La presidente Maia Sandu e il primo ministro Dorin Recean hanno inviato un messaggio di cordoglio al popolo ceco e alle famiglie delle vittime dell’attacco armato di giovedì 21 dicembre a Praga
In seguito all’attacco sono morte 15 persone e almeno altre 30 sono rimaste ferite. Inoltre, la Repubblica Ceca ha dichiarato che sabato 23 dicembre sarà giorno di lutto nazionale.

“Profondamente addolorato per la tragica notizia dell’attacco armato di oggi nel centro di Praga. Condoglianze alle famiglie delle vittime e a tutte le persone colpite da questo atto di violenza. La Repubblica di Moldova è solidale con il popolo della Repubblica Ceca, ” così Maia Sandu su Twitter.
Il primo ministro Recean si è detto unito e solidale con la Repubblica ceca.
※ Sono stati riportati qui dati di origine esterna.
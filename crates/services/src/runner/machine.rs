use study_core::session::{
    AutosaveMark, FlashcardSession, McqSession, SessionError, SessionKind, SessionOutcome,
    SessionProgress, WrittenSession,
};

use crate::error::RunnerError;

/// A user action routed to the session owned by a runner.
#[derive(Debug, Clone, PartialEq, Eq)]
pub enum SessionCommand {
    Next,
    Previous,
    /// Select an option on the current MCQ question.
    Select(usize),
    /// Replace the answer to the current written question.
    Write(String),
    Flip,
    /// Self-grade the current flashcard.
    Grade(bool),
    Submit,
}

impl SessionCommand {
    #[must_use]
    pub fn name(&self) -> &'static str {
        match self {
            SessionCommand::Next => "next",
            SessionCommand::Previous => "previous",
            SessionCommand::Select(_) => "select",
            SessionCommand::Write(_) => "write",
            SessionCommand::Flip => "flip",
            SessionCommand::Grade(_) => "grade",
            SessionCommand::Submit => "submit",
        }
    }
}

/// Written tests report the points of the questions that have an answer.
#[derive(Debug, Clone, Copy, PartialEq, Eq)]
pub struct PointsTally {
    pub answered: u32,
    pub total: u32,
}

/// A session controller a runner can drive.
pub trait SessionMachine: Clone + Send + Sync + 'static {
    fn kind(&self) -> SessionKind;

    /// Apply one user command, returning the next state.
    ///
    /// # Errors
    ///
    /// Returns `RunnerError::Unsupported` for commands foreign to this kind of
    /// session and `RunnerError::Session` for rejected transitions.
    fn apply(&self, command: &SessionCommand) -> Result<Self, RunnerError>;

    /// Whether the runner should feed one-second ticks.
    fn is_timed(&self) -> bool;

    fn tick(&self) -> Self;

    /// Whether the runner should feed autosave ticks.
    fn autosaves(&self) -> bool {
        false
    }

    fn autosave(&self) -> Option<AutosaveMark> {
        None
    }

    fn is_completed(&self) -> bool;

    fn progress(&self) -> SessionProgress;

    /// # Errors
    ///
    /// Returns `InvalidTransition::NotCompleted` before completion.
    fn outcome(&self) -> Result<SessionOutcome, SessionError>;

    fn points(&self) -> Option<PointsTally> {
        None
    }

    /// A fresh pass over the same items, if the session offers one.
    fn restarted(&self) -> Option<Self> {
        None
    }
}

fn unsupported(kind: SessionKind, command: &SessionCommand) -> RunnerError {
    RunnerError::Unsupported {
        kind,
        command: command.name(),
    }
}

impl SessionMachine for McqSession {
    fn kind(&self) -> SessionKind {
        SessionKind::Mcq
    }

    fn apply(&self, command: &SessionCommand) -> Result<Self, RunnerError> {
        let next = match command {
            SessionCommand::Next => self.advance()?,
            SessionCommand::Previous => self.retreat()?,
            SessionCommand::Select(option) => self.select_current(*option)?,
            SessionCommand::Submit => self.submit(),
            other => return Err(unsupported(self.kind(), other)),
        };
        Ok(next)
    }

    fn is_timed(&self) -> bool {
        true
    }

    fn tick(&self) -> Self {
        McqSession::tick(self)
    }

    fn is_completed(&self) -> bool {
        McqSession::is_completed(self)
    }

    fn progress(&self) -> SessionProgress {
        McqSession::progress(self)
    }

    fn outcome(&self) -> Result<SessionOutcome, SessionError> {
        McqSession::outcome(self)
    }

    fn restarted(&self) -> Option<Self> {
        Some(self.restart())
    }
}

impl SessionMachine for WrittenSession {
    fn kind(&self) -> SessionKind {
        SessionKind::Written
    }

    fn apply(&self, command: &SessionCommand) -> Result<Self, RunnerError> {
        let next = match command {
            SessionCommand::Next => self.advance()?,
            SessionCommand::Previous => self.retreat()?,
            SessionCommand::Write(text) => self.set_current(text.as_str())?,
            SessionCommand::Submit => self.submit(),
            other => return Err(unsupported(self.kind(), other)),
        };
        Ok(next)
    }

    fn is_timed(&self) -> bool {
        true
    }

    fn tick(&self) -> Self {
        WrittenSession::tick(self)
    }

    fn autosaves(&self) -> bool {
        true
    }

    fn autosave(&self) -> Option<AutosaveMark> {
        WrittenSession::autosave(self)
    }

    fn is_completed(&self) -> bool {
        WrittenSession::is_completed(self)
    }

    fn progress(&self) -> SessionProgress {
        WrittenSession::progress(self)
    }

    fn outcome(&self) -> Result<SessionOutcome, SessionError> {
        WrittenSession::outcome(self)
    }

    fn points(&self) -> Option<PointsTally> {
        Some(PointsTally {
            answered: self.answered_points(),
            total: self.total_points(),
        })
    }
}

impl SessionMachine for FlashcardSession {
    fn kind(&self) -> SessionKind {
        SessionKind::Flashcard
    }

    fn apply(&self, command: &SessionCommand) -> Result<Self, RunnerError> {
        let next = match command {
            SessionCommand::Next => FlashcardSession::next(self)?,
            SessionCommand::Previous => self.previous()?,
            SessionCommand::Flip => self.flip()?,
            SessionCommand::Grade(correct) => self.respond(*correct)?,
            other => return Err(unsupported(self.kind(), other)),
        };
        Ok(next)
    }

    fn is_timed(&self) -> bool {
        false
    }

    fn tick(&self) -> Self {
        self.clone()
    }

    fn is_completed(&self) -> bool {
        FlashcardSession::is_completed(self)
    }

    fn progress(&self) -> SessionProgress {
        FlashcardSession::progress(self)
    }

    fn outcome(&self) -> Result<SessionOutcome, SessionError> {
        FlashcardSession::outcome(self)
    }

    fn restarted(&self) -> Option<Self> {
        Some(self.restart())
    }
}

#[cfg(test)]
mod tests {
    use super::*;

    use study_core::model::{CardId, Difficulty, FlashCard, McqQuestion, QuestionId, WrittenQuestion};

    fn mcq() -> McqSession {
        let questions = vec![
            McqQuestion::new(QuestionId::new(1), "Q1", vec!["a".into(), "b".into()], 1, "").unwrap(),
            McqQuestion::new(QuestionId::new(2), "Q2", vec!["a".into(), "b".into()], 0, "").unwrap(),
        ];
        McqSession::start(questions, 60).unwrap()
    }

    #[test]
    fn mcq_rejects_flashcard_commands() {
        let err = mcq().apply(&SessionCommand::Flip).unwrap_err();
        assert!(matches!(
            err,
            RunnerError::Unsupported {
                kind: SessionKind::Mcq,
                command: "flip"
            }
        ));
    }

    #[test]
    fn mcq_select_then_submit_completes() {
        let session = mcq()
            .apply(&SessionCommand::Select(1))
            .and_then(|s| s.apply(&SessionCommand::Submit))
            .unwrap();
        assert!(SessionMachine::is_completed(&session));
        assert_eq!(SessionMachine::outcome(&session).unwrap().percent, Some(50));
    }

    #[test]
    fn written_reports_points_of_answered_questions() {
        let questions = vec![
            WrittenQuestion::new(QuestionId::new(1), "Explain", 20, "100 words").unwrap(),
            WrittenQuestion::new(QuestionId::new(2), "Compare", 30, "100 words").unwrap(),
        ];
        let session = WrittenSession::start(questions, 60)
            .unwrap()
            .apply(&SessionCommand::Write("an answer".into()))
            .unwrap();
        assert_eq!(
            session.points(),
            Some(PointsTally {
                answered: 20,
                total: 50
            })
        );
        assert!(session.restarted().is_none());
        assert!(SessionMachine::autosave(&session).is_some());
    }

    #[test]
    fn flashcard_grading_requires_flip() {
        let cards = vec![FlashCard::new(CardId::new(1), "front", "back", Difficulty::Easy).unwrap()];
        let session = FlashcardSession::start(cards).unwrap();
        assert!(matches!(
            session.apply(&SessionCommand::Grade(true)),
            Err(RunnerError::Session(_))
        ));
        let done = session
            .apply(&SessionCommand::Flip)
            .and_then(|s| s.apply(&SessionCommand::Grade(true)))
            .unwrap();
        assert!(SessionMachine::is_completed(&done));
        assert!(!done.is_timed());
    }
}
“Ho appreso con tristezza la straziante notizia del tragico incidente armato a Praga. Invio le mie più sincere condoglianze alle famiglie delle vittime e al popolo ceco. In questi momenti di dolore, siamo uniti nella tristezza e nella solidarietà con la Repubblica Ceca, “, così il primo ministro su Twitter.
Diverse persone sono rimaste uccise e ferite in questo incidente armato nei pressi dell’università situata nel centro di Praga.
L’aggressore che giovedì ha aperto il fuoco all’Università Karolina di Praga uccidendo almeno 15 persone era uno studente della Facoltà di Lettere. Aveva 24 anni e viveva in un villaggio a 21 chilometri dalla capitale ceca.
Secondo le autorità ceche l’aggressore si sarebbe ispirato a massacri simili avvenuti all’estero. L’attacco di massa di oggi non è legato al terrorismo internazionale, a dichiararlo il ministro degli Interni ceco Vit Rakusan. Dopo aver commesso la strage, l’aggressore è stato trovato morto presso la Facoltà di Lettere dell’università. Suo padre è stato trovato morto oggi, ad annunciarlo la polizia.
Il capo della polizia Martin Vondrášek ha dichiarato in una conferenza stampa che ci sono stati più di 15 morti e 24 feriti, ma che questi potrebbero non essere i numeri definitivi. L’autore dell’attacco è stato ispirato da simili attacchi armati avvenuti all’estero, così il capo della polizia. Secondo la polizia ceca non vi è alcuna indicazione di un attacco terroristico.
I media cechi affermano che sull’app di social media Telegram sono emerse riprese non verificate dell’assassino che annunciava le sue intenzioni di uccidere.
Secondo il portale ceco Seznamzpravy.cz, il 9 dicembre è stato creato un account Telegram con il nome David Kozák. Lo studente con questo nome è associato al massacro della Facoltà di Lettere di Praga.
Ha detto di essere stato ispirato da Alina Afanaskinova, l’autore del massacro scolastico di Bryansk che ha ucciso due persone e ne ha ferite altre sette all’inizio di dicembre. Ha aggiunto di volersi uccidere.
“Ho sempre desiderato uccidere, pensavo che in futuro sarei diventato un maniaco”.
L’ultimo post è del 19 dicembre, quando l’indagato scrive di un insopportabile ronzio nelle orecchie.